(WHAT THIS TASK INVOLVES):
Copy out every line of the listing in which "deleted" appears.

====

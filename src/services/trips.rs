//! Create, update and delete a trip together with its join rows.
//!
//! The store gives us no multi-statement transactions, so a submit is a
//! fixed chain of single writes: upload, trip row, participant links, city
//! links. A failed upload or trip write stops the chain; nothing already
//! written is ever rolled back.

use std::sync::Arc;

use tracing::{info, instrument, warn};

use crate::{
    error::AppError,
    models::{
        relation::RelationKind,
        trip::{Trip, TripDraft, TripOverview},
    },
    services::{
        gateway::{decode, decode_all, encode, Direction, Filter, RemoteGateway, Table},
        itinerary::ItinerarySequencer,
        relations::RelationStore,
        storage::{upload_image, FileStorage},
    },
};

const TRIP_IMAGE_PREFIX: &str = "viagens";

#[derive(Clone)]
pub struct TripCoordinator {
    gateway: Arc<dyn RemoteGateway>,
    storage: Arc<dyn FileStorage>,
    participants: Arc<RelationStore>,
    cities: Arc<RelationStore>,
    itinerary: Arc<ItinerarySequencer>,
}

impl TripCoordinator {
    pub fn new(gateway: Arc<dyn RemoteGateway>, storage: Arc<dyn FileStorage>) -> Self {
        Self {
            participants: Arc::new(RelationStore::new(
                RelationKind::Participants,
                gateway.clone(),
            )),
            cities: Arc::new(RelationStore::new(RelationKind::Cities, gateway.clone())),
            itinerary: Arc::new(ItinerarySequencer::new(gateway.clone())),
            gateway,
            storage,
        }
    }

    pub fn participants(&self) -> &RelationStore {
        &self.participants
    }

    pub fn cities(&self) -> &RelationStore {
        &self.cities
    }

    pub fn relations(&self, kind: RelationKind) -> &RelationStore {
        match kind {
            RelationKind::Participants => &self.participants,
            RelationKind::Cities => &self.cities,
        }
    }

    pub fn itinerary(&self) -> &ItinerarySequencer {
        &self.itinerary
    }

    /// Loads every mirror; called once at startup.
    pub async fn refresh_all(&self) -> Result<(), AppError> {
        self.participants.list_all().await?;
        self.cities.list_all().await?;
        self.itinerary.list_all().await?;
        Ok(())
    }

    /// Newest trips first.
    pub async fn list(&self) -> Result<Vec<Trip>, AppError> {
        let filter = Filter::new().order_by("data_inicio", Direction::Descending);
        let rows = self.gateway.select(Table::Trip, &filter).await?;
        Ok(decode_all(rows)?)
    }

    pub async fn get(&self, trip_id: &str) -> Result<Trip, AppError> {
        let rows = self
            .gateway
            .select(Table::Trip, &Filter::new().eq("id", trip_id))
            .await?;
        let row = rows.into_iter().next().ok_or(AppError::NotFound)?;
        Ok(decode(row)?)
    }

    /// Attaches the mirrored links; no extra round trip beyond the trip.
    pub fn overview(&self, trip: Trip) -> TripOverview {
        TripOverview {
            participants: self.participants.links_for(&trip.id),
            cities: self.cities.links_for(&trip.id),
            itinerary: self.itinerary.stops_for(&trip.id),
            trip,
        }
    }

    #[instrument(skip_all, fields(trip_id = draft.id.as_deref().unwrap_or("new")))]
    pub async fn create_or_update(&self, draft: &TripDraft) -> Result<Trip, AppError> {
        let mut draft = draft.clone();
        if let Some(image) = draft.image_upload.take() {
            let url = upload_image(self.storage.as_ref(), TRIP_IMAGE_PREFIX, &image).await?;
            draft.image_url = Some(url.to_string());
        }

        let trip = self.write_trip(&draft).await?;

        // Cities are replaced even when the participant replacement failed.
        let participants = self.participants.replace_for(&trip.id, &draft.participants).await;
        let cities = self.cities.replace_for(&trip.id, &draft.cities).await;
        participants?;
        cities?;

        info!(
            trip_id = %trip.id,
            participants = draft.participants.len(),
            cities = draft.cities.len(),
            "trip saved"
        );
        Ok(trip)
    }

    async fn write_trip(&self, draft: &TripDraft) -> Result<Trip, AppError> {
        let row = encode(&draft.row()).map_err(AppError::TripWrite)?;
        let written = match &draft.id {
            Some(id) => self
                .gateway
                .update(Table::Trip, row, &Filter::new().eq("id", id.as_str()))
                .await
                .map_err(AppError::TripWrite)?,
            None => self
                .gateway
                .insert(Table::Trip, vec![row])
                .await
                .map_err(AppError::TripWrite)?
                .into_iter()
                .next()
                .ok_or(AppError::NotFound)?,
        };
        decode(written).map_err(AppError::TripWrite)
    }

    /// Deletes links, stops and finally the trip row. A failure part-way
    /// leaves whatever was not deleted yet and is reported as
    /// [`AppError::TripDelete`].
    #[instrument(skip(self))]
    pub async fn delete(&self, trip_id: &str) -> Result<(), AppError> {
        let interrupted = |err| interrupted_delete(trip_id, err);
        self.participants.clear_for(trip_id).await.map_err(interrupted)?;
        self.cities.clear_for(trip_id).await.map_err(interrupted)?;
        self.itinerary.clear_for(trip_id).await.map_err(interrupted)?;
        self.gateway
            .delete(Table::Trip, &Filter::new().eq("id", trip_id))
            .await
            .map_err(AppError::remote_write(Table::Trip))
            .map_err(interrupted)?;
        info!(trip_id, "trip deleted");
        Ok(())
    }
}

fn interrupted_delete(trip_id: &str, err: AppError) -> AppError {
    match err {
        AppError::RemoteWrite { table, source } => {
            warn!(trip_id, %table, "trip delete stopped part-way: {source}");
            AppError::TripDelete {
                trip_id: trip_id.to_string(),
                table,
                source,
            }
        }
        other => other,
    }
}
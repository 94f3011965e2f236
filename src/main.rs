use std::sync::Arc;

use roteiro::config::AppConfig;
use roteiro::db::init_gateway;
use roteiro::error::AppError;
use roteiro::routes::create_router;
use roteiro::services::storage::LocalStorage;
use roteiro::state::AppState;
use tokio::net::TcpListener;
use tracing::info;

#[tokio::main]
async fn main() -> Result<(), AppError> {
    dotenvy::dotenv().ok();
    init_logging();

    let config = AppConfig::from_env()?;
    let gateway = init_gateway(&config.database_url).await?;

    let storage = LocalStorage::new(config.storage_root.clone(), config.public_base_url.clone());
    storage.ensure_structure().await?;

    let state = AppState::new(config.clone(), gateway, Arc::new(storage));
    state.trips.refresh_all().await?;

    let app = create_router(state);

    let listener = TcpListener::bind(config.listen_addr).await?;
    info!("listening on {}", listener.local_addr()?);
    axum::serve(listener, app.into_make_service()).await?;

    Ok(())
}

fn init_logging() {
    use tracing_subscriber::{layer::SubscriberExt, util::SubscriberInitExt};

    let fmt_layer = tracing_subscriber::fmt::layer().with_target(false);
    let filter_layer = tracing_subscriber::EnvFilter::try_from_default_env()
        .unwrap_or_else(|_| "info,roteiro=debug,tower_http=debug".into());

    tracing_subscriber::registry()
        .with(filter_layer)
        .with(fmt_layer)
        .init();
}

====

(ANSWER FOR THE TASK):
    /// leaves whatever was not deleted yet and is reported as
        info!(trip_id, "trip deleted");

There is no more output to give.